Seven grades of board wheat can be signed up to the program, with the price of each connected to a U.S. wheat futures contract, such as Minneapolis hard red spring wheat, Kansas City hard red winter wheat or Chicago soft red winter wheat.

The DPC is a blended price of futures and basis levels, so only one price for each class will be listed. This year’s program has a limit of 500,000 tonnes.

When wheat is delivered to the elevator the producer will be given the initial payment for the grades of wheat minus grain handling charges. The board will then apply the DPC price against that payment and send a cheque to the farmer for any remaining spread.

Marketing adviser Errol Anderson said these types of programs are perfect for farmers who want to actively market their crop.

“They really enhance growers’ flexibility,” said Anderson. “I really do like them.”

He warned that producers might not make more money than they would from the pool account. The wheat market now may have peaked and could drop in coming months. But for producers who want to lock in a price and don’t like pooling, these programs can be even better than futures hedging.

“What I like is that growers can take advantage of those prices without putting themselves at risk in a volatile futures market, which can be key at this time of year,” said Anderson.

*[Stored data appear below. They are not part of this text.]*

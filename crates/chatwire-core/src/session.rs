//! Connection lifecycle state machine.
//!
//! Tracks where a single transport connection is in its life and gates what
//! may be sent at each point. The machine performs no I/O: the driver reports
//! transport events and asks [`Session::check_send`] before writing a frame.
//!
//! # State Machine
//!
//! ```text
//! ┌────────────┐  transport  ┌────────────────┐  login ok  ┌──────┐
//! │ Connecting │────────────>│ Authenticating │───────────>│ Open │
//! └────────────┘    ready    └────────────────┘            └──────┘
//!       │                            │                         │
//!       │        close / remote close / network failure        │
//!       ↓                            ↓                         ↓
//!               ┌────────┐                 ┌────────┐
//!               │ Closed │                 │ Failed │
//!               └────────┘                 └────────┘
//! ```
//!
//! `Closed` and `Failed` are terminal. Exactly one terminal transition
//! happens per session; later transport events are ignored.

use std::time::Duration;

use chatwire_proto::{Envelope, EnvelopeKind};
use tracing::{debug, info};

use crate::{context::UserContext, error::SessionError};

/// Time allowed for the server to answer a credential submission.
pub const DEFAULT_HANDSHAKE_TIMEOUT: Duration = Duration::from_secs(5);

/// How far back an inbound message is compared against optimistic entries.
pub const DEFAULT_DEDUP_WINDOW: Duration = Duration::from_secs(10);

/// Connection state
#[derive(Debug, Clone, Copy, PartialEq, Eq, Hash)]
pub enum ConnectionState {
    /// Transport connect in progress
    Connecting,
    /// Transport up, credentials not yet accepted
    Authenticating,
    /// Authenticated, conversation traffic allowed
    Open,
    /// Closed locally or by the server
    Closed,
    /// Transport failed abruptly
    Failed,
}

impl ConnectionState {
    /// True for `Closed` and `Failed`.
    pub fn is_terminal(self) -> bool {
        matches!(self, Self::Closed | Self::Failed)
    }
}

/// Session configuration
#[derive(Debug, Clone)]
pub struct SessionConfig {
    /// Timeout for a credential submission
    pub handshake_timeout: Duration,
    /// Recency window for echo suppression
    pub dedup_window: Duration,
    /// Whether inbound messages are checked against optimistic entries
    pub dedup_echoes: bool,
}

impl Default for SessionConfig {
    fn default() -> Self {
        Self {
            handshake_timeout: DEFAULT_HANDSHAKE_TIMEOUT,
            dedup_window: DEFAULT_DEDUP_WINDOW,
            dedup_echoes: true,
        }
    }
}

/// Connection lifecycle for one conversation view.
#[derive(Debug, Clone)]
pub struct Session {
    state: ConnectionState,
    context: Option<UserContext>,
    terminal_reason: Option<String>,
}

impl Default for Session {
    fn default() -> Self {
        Self::new()
    }
}

impl Session {
    /// Create a session in [`ConnectionState::Connecting`].
    pub fn new() -> Self {
        Self { state: ConnectionState::Connecting, context: None, terminal_reason: None }
    }

    /// Current connection state
    #[must_use]
    pub fn state(&self) -> ConnectionState {
        self.state
    }

    /// Authenticated identity. `None` unless the session is `Open`.
    #[must_use]
    pub fn context(&self) -> Option<&UserContext> {
        self.context.as_ref()
    }

    /// Close reason or failure cause once terminal.
    #[must_use]
    pub fn terminal_reason(&self) -> Option<&str> {
        self.terminal_reason.as_deref()
    }

    /// True while the transport is connecting or connected.
    #[must_use]
    pub fn is_live(&self) -> bool {
        !self.state.is_terminal()
    }

    /// True if inbound frames should be processed.
    #[must_use]
    pub fn accepts_inbound(&self) -> bool {
        matches!(self.state, ConnectionState::Authenticating | ConnectionState::Open)
    }

    /// Transport reported it is connected.
    ///
    /// # Errors
    ///
    /// - `SessionError::InvalidState` if not `Connecting`
    pub fn transport_opened(&mut self) -> Result<(), SessionError> {
        if self.state != ConnectionState::Connecting {
            return Err(SessionError::InvalidState {
                state: self.state,
                operation: "transport_opened",
            });
        }

        self.state = ConnectionState::Authenticating;
        debug!("transport connected, awaiting credentials");
        Ok(())
    }

    /// Handshake accepted the credentials.
    ///
    /// # Errors
    ///
    /// - `SessionError::InvalidState` if not `Authenticating`
    pub fn authenticated(&mut self, context: UserContext) -> Result<(), SessionError> {
        if self.state != ConnectionState::Authenticating {
            return Err(SessionError::InvalidState {
                state: self.state,
                operation: "authenticated",
            });
        }

        info!(user = %context.user(), "session open");
        self.context = Some(context);
        self.state = ConnectionState::Open;
        Ok(())
    }

    /// Check that `envelope` may be written to the transport now.
    ///
    /// Credential envelopes may be sent while `Authenticating` or `Open`.
    /// Everything else requires `Open`.
    ///
    /// # Errors
    ///
    /// - `SessionError::NotOpen` if the current state forbids the send
    pub fn check_send(&self, envelope: &Envelope) -> Result<(), SessionError> {
        let allowed = match (self.state, envelope.kind()) {
            (ConnectionState::Authenticating, EnvelopeKind::Login | EnvelopeKind::Signup) => {
                true
            },
            (state, _) => state == ConnectionState::Open,
        };

        if allowed {
            Ok(())
        } else {
            Err(SessionError::NotOpen { state: self.state, kind: envelope.kind().clone() })
        }
    }

    /// Local close. Returns `true` only for the call that ended the session,
    /// so the driver closes the transport exactly once.
    pub fn close(&mut self) -> bool {
        self.terminate(ConnectionState::Closed, "closed by client")
    }

    /// Transport closed by the remote side.
    pub fn transport_closed(&mut self, reason: impl Into<String>) -> bool {
        self.terminate(ConnectionState::Closed, reason)
    }

    /// Transport failed abruptly.
    pub fn transport_failed(&mut self, cause: impl Into<String>) -> bool {
        self.terminate(ConnectionState::Failed, cause)
    }

    fn terminate(&mut self, target: ConnectionState, reason: impl Into<String>) -> bool {
        if self.state.is_terminal() {
            debug!(state = ?self.state, "session already ended, ignoring terminal event");
            return false;
        }

        let reason = reason.into();
        info!(from = ?self.state, to = ?target, %reason, "session ended");
        self.state = target;
        self.context = None;
        self.terminal_reason = Some(reason);
        true
    }
}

“That’s important because it seems hedgers are always stressed when you get volatility. This gets that stress off of them.”

But adviser John Duvenaud is telling his clients not to worry about wheat marketing. Just leave it to the wheat board.

“Stay away from them,” he said about the payment options.

“Stick to the pool. All you’re doing (with the options) is complicating your marketing procedure … . The board usually does a pretty good job of protecting the pool.”

Duvenaud said growers ask him about the pricing options “all the time.”

Ball said his customers are also interested in the pricing options and have had good results.

“In past years growers have not only picked off very good prices but also attractive basis quotes from the board,” said Ball.

The keys for a farmer are to know each program, watch it carefully, and then price when experience shows it’s a good time to cash out.

“You may have to follow the thing every day for three months before it pops up,” said Ball. “But it’s certainly something they should be watching.”

Ball said the pricing options are giving farmers who want more control of their wheat pricing a chance to reduce some of the annoyance they have with the board system.

“They like these (options), and I’d describe them as not ardent board supporters,” he said with a laugh.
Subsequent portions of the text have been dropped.